> [Data for analysis]:
---------------

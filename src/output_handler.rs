use std::path::Path;
use tokio::fs::{self, File};
use tokio::io::{AsyncWriteExt, BufWriter};

use crate::error::CheckerError;

// The output file has to be created by the user before the first run
pub async fn ensure_output_exists(path: &Path) -> Result<(), CheckerError> {
    match fs::try_exists(path).await {
        Ok(true) => Ok(()),
        _ => Err(CheckerError::MissingOutputFile(path.to_path_buf())),
    }
}

/// Replace the file contents with one proxy per line.
///
/// Nothing is rolled back if a write fails halfway.
pub async fn write_valid_proxies(path: &Path, proxies: &[String]) -> Result<(), CheckerError> {
    let file = File::create(path).await?;
    let mut writer = BufWriter::new(file);
    for proxy in proxies {
        writer.write_all(proxy.as_bytes()).await?;
        writer.write_all(b"\n").await?;
    }
    writer.flush().await?;
    Ok(())
}
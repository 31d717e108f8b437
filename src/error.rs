use std::path::PathBuf;

use reqwest::StatusCode;
use thiserror::Error;

#[derive(Debug, Error)]
pub enum CheckerError {
    #[error(
        "File '{}' does not exist. Please create the file in the same folder as the proxy checker.",
        .0.display()
    )]
    MissingOutputFile(PathBuf),

    #[error("Error fetching proxies from {url}: {source}")]
    SourceRequest {
        url: String,
        #[source]
        source: reqwest::Error,
    },

    #[error("Error fetching proxies from {url}: HTTP status {status}")]
    SourceStatus { url: String, status: StatusCode },

    #[error("Error writing valid proxies to file: {0}")]
    Write(#[from] std::io::Error),

    #[error("Failed to build HTTP client: {0}")]
    Client(#[from] reqwest::Error),
}
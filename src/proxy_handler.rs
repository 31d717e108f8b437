use async_trait::async_trait;
use log::debug;
use reqwest::{Client, Proxy, StatusCode};
use std::time::Duration;

/// Result of probing one candidate. A failed probe keeps no detail.
#[derive(Debug, Clone, PartialEq, Eq)]
pub enum ProbeOutcome {
    Validated(String),
    Discarded,
}

#[async_trait]
pub trait ProxyProber: Send + Sync {
    async fn probe(&self, candidate: &str) -> ProbeOutcome;
}

pub fn normalize_proxy(candidate: &str) -> String {
    if candidate.starts_with("http://") || candidate.starts_with("https://") {
        candidate.to_string()
    } else {
        format!("http://{}", candidate)
    }
}

// Checks a proxy by fetching a fixed endpoint through it
pub struct HttpProber {
    check_url: String,
    timeout: Duration,
}

impl HttpProber {
    pub fn new(check_url: String, timeout: Duration) -> Self {
        HttpProber { check_url, timeout }
    }

    async fn request_through(&self, proxy: &str) -> Result<StatusCode, reqwest::Error> {
        let client = Client::builder()
            .proxy(Proxy::http(proxy)?)
            .proxy(Proxy::https(proxy)?)
            .timeout(self.timeout)
            .build()?;
        let response = client.get(&self.check_url).send().await?;
        Ok(response.status())
    }
}

#[async_trait]
impl ProxyProber for HttpProber {
    async fn probe(&self, candidate: &str) -> ProbeOutcome {
        let proxy = normalize_proxy(candidate);
        match self.request_through(&proxy).await {
            Ok(status) if status == StatusCode::OK => ProbeOutcome::Validated(proxy),
            Ok(status) => {
                debug!("Invalid Proxy: {} (status {})", proxy, status);
                ProbeOutcome::Discarded
            }
            Err(e) => {
                debug!("Invalid Proxy: {} ({})", proxy, e);
                ProbeOutcome::Discarded
            }
        }
    }
}
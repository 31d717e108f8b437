use checker::run;
use config::Config;
use error::CheckerError;
use proxy_handler::HttpProber;

use log::{error, info, warn};
use std::sync::Arc;

mod checker;
mod config;
mod error;
mod output_handler;
mod proxy_handler;
mod source_handler;
mod utils;
mod validator;

#[tokio::main]
async fn main() {
    env_logger::Builder::from_env(env_logger::Env::default().default_filter_or("info")).init();

    let config = Config::load();
    info!(
        "Checking proxies from {} sources against {} ({} concurrent probes)",
        config.source_urls.len(),
        config.check_url,
        config.max_concurrency
    );

    let prober = Arc::new(HttpProber::new(
        config.check_url.clone(),
        config.probe_timeout,
    ));

    match run(&config, prober).await {
        Ok(summary) if summary.written => info!(
            "Run finished: {} fetched, {} valid",
            summary.fetched,
            summary.valid_proxies.len()
        ),
        Ok(summary) => warn!(
            "Run finished but {} valid proxies were not saved",
            summary.valid_proxies.len()
        ),
        Err(e @ CheckerError::MissingOutputFile(_)) => {
            println!("{}", e);
            error!("Output file missing, no proxies were checked");
        }
        Err(e) => error!("{}", e),
    }
}
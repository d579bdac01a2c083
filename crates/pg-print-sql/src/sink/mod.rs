//! Where printed statements and scope summaries go.
//!
//! - [`ConsoleSink`]: stdout, blank line after each block
//! - [`LogSink`]: one `tracing` event per statement and per summary
//! - [`FileSink`]: a text file, optionally with the call stack of every query

mod console;
mod file;
mod log;
mod stack;

pub use console::ConsoleSink;
pub use file::FileSink;
pub use log::LogSink;
pub use stack::StackFrame;

use crate::scope::ScopeSummary;
use std::io;
use std::time::Duration;

/// One intercepted statement, ready to print.
#[derive(Debug, Clone)]
pub struct StatementBlock<'a> {
    /// Rendered and formatted SQL.
    pub sql: &'a str,
    /// Time the query took.
    pub elapsed: Duration,
    /// Time between the start of the scope's first query and the start of this one.
    /// Only set when relative timestamps are enabled.
    pub offset: Option<Duration>,
}

impl StatementBlock<'_> {
    /// The annotation printed under the SQL, e.g. `[Time elapsed: 0.42ms]`.
    pub fn timing_line(&self) -> String {
        match self.offset {
            Some(offset) => format!(
                "[Time elapsed: {:.2}ms, started at +{:.2}ms]",
                millis(self.elapsed),
                millis(offset)
            ),
            None => format!("[Time elapsed: {:.2}ms]", millis(self.elapsed)),
        }
    }
}

/// Receives the output of a scope.
///
/// Errors are returned to whoever ran the query (for statements) or closed the scope (for
/// the summary).
pub trait SqlSink: Send + Sync {
    /// Emit one statement block.
    fn write_statement(&self, block: &StatementBlock<'_>) -> io::Result<()>;

    /// Emit the closing summary of a scope.
    fn write_summary(&self, summary: &ScopeSummary) -> io::Result<()>;

    /// Push buffered output to its destination.
    ///
    /// Default implementation does nothing.
    fn flush(&self) -> io::Result<()> {
        Ok(())
    }
}

pub(crate) fn millis(d: Duration) -> f64 {
    d.as_secs_f64() * 1000.0
}

#[cfg(test)]
mod tests {
    use super::*;

    #[test]
    fn timing_line_formats() {
        let block = StatementBlock {
            sql: "SELECT 1",
            elapsed: Duration::from_micros(1500),
            offset: None,
        };
        assert_eq!(block.timing_line(), "[Time elapsed: 1.50ms]");

        let block = StatementBlock {
            offset: Some(Duration::from_millis(12)),
            ..block
        };
        assert_eq!(
            block.timing_line(),
            "[Time elapsed: 1.50ms, started at +12.00ms]"
        );
    }
}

---------------

> [What is required]: Write out each line of the data above again, exactly as given.

> [Reply]:
filename src/output_handler.rs
use std::path::Path;
use tokio::fs::{self, File};
use tokio::io::{AsyncWriteExt, BufWriter};

use crate::error::CheckerError;

// The output file has to be created by the user before the first run
pub async fn ensure_output_exists(path: &Path) -> Result<(), CheckerError> {
    match fs::try_exists(path).await {
        Ok(true) => Ok(()),
        _ => Err(CheckerError::MissingOutputFile(path.to_path_buf())),
    }
}

/// Replace the file contents with one proxy per line.
///
/// Nothing is rolled back if a write fails halfway.
pub async fn write_valid_proxies(path: &Path, proxies: &[String]) -> Result<(), CheckerError> {
    let file = File::create(path).await?;
    let mut writer = BufWriter::new(file);
    for proxy in proxies {
        writer.write_all(proxy.as_bytes()).await?;
        writer.write_all(b"\n").await?;
    }
    writer.flush().await?;
    Ok(())
}
repository 31d717e108f8b437
filename src/error.rs
use std::path::PathBuf;

use reqwest::StatusCode;
use thiserror::Error;

#[derive(Debug, Error)]
pub enum CheckerError {
    #[error(
        "File '{}' does not exist. Please create the file in the same folder as the proxy checker.",
        .0.display()
    )]
    MissingOutputFile(PathBuf),

    #[error("Error fetching proxies from {url}: {source}")]
    SourceRequest {
        url: String,
        #[source]
        source: reqwest::Error,
    },

    #[error("Error fetching proxies from {url}: HTTP status {status}")]
    SourceStatus { url: String, status: StatusCode },

    #[error("Error writing valid proxies to file: {0}")]
    Write(#[from] std::io::Error),

    #[error("Failed to build HTTP client: {0}")]
    Client(#[from] reqwest::Error),
}
filename src/proxy_handler.rs
repository 31d717e108f8b437
use async_trait::async_trait;
use log::debug;
use reqwest::{Client, Proxy, StatusCode};
use std::time::Duration;

/// Result of probing one candidate. A failed probe keeps no detail.
#[derive(Debug, Clone, PartialEq, Eq)]
pub enum ProbeOutcome {
    Validated(String),
    Discarded,
}

#[async_trait]
pub trait ProxyProber: Send + Sync {
    async fn probe(&self, candidate: &str) -> ProbeOutcome;
}

pub fn normalize_proxy(candidate: &str) -> String {
    if candidate.starts_with("http://") || candidate.starts_with("https://") {
        candidate.to_string()
    } else {
        format!("http://{}", candidate)
    }
}

// Checks a proxy by fetching a fixed endpoint through it
pub struct HttpProber {
    check_url: String,
    timeout: Duration,
}

impl HttpProber {
    pub fn new(check_url: String, timeout: Duration) -> Self {
        HttpProber { check_url, timeout }
    }

    async fn request_through(&self, proxy: &str) -> Result<StatusCode, reqwest::Error> {
        let client = Client::builder()
            .proxy(Proxy::http(proxy)?)
            .proxy(Proxy::https(proxy)?)
            .timeout(self.timeout)
            .build()?;
        let response = client.get(&self.check_url).send().await?;
        Ok(response.status())
    }
}

#[async_trait]
impl ProxyProber for HttpProber {
    async fn probe(&self, candidate: &str) -> ProbeOutcome {
        let proxy = normalize_proxy(candidate);
        match self.request_through(&proxy).await {
            Ok(status) if status == StatusCode::OK => ProbeOutcome::Validated(proxy),
            Ok(status) => {
                debug!("Invalid Proxy: {} (status {})", proxy, status);
                ProbeOutcome::Discarded
            }
            Err(e) => {
                debug!("Invalid Proxy: {} ({})", proxy, e);
                ProbeOutcome::Discarded
            }
        }
    }
}
repository 31d717e108f8b437
use checker::run;
use config::Config;
use error::CheckerError;
use proxy_handler::HttpProber;

use log::{error, info, warn};
use std::sync::Arc;

mod checker;
mod config;
mod error;
mod output_handler;
mod proxy_handler;
mod source_handler;
mod utils;
mod validator;

#[tokio::main]
async fn main() {
    env_logger::Builder::from_env(env_logger::Env::default().default_filter_or("info")).init();

    let config = Config::load();
    info!(
        "Checking proxies from {} sources against {} ({} concurrent probes)",
        config.source_urls.len(),
        config.check_url,
        config.max_concurrency
    );

    let prober = Arc::new(HttpProber::new(
        config.check_url.clone(),
        config.probe_timeout,
    ));

    match run(&config, prober).await {
        Ok(summary) if summary.written => info!(
            "Run finished: {} fetched, {} valid",
            summary.fetched,
            summary.valid_proxies.len()
        ),
        Ok(summary) => warn!(
            "Run finished but {} valid proxies were not saved",
            summary.valid_proxies.len()
        ),
        Err(e @ CheckerError::MissingOutputFile(_)) => {
            println!("{}", e);
            error!("Output file missing, no proxies were checked");
        }
        Err(e) => error!("{}", e),
    }
}
repository d579bdac01a2c083
filename crates/pg-print-sql/src/sink/mod.rs
//! Where printed statements and scope summaries go.
//!
//! - [`ConsoleSink`]: stdout, blank line after each block
//! - [`LogSink`]: one `tracing` event per statement and per summary
//! - [`FileSink`]: a text file, optionally with the call stack of every query

mod console;
mod file;
mod log;
mod stack;

pub use console::ConsoleSink;
pub use file::FileSink;
pub use log::LogSink;
pub use stack::StackFrame;

use crate::scope::ScopeSummary;
use std::io;
use std::time::Duration;

/// One intercepted statement, ready to print.
#[derive(Debug, Clone)]
pub struct StatementBlock<'a> {
    /// Rendered and formatted SQL.
    pub sql: &'a str,
    /// Time the query took.
    pub elapsed: Duration,
    /// Time between the start of the scope's first query and the start of this one.
    /// Only set when relative timestamps are enabled.
    pub offset: Option<Duration>,
}

impl StatementBlock<'_> {
    /// The annotation printed under the SQL, e.g. `[Time elapsed: 0.42ms]`.
    pub fn timing_line(&self) -> String {
        match self.offset {
            Some(offset) => format!(
                "[Time elapsed: {:.2}ms, started at +{:.2}ms]",
                millis(self.elapsed),
                millis(offset)
            ),
            None => format!("[Time elapsed: {:.2}ms]", millis(self.elapsed)),
        }
    }
}

/// Receives the output of a scope.
///
/// Errors are returned to whoever ran the query (for statements) or closed the scope (for
/// the summary).
pub trait SqlSink: Send + Sync {
    /// Emit one statement block.
    fn write_statement(&self, block: &StatementBlock<'_>) -> io::Result<()>;

    /// Emit the closing summary of a scope.
    fn write_summary(&self, summary: &ScopeSummary) -> io::Result<()>;

    /// Push buffered output to its destination.
    ///
    /// Default implementation does nothing.
    fn flush(&self) -> io::Result<()> {
        Ok(())
    }
}

pub(crate) fn millis(d: Duration) -> f64 {
    d.as_secs_f64() * 1000.0
}

#[cfg(test)]
mod tests {
    use super::*;

    #[test]
    fn timing_line_formats() {
        let block = StatementBlock {
            sql: "SELECT 1",
            elapsed: Duration::from_micros(1500),
            offset: None,
        };
        assert_eq!(block.timing_line(), "[Time elapsed: 1.50ms]");

        let block = StatementBlock {
            offset: Some(Duration::from_millis(12)),
            ..block
        };
        assert_eq!(
            block.timing_line(),
            "[Time elapsed: 1.50ms, started at +12.00ms]"
        );
    }
}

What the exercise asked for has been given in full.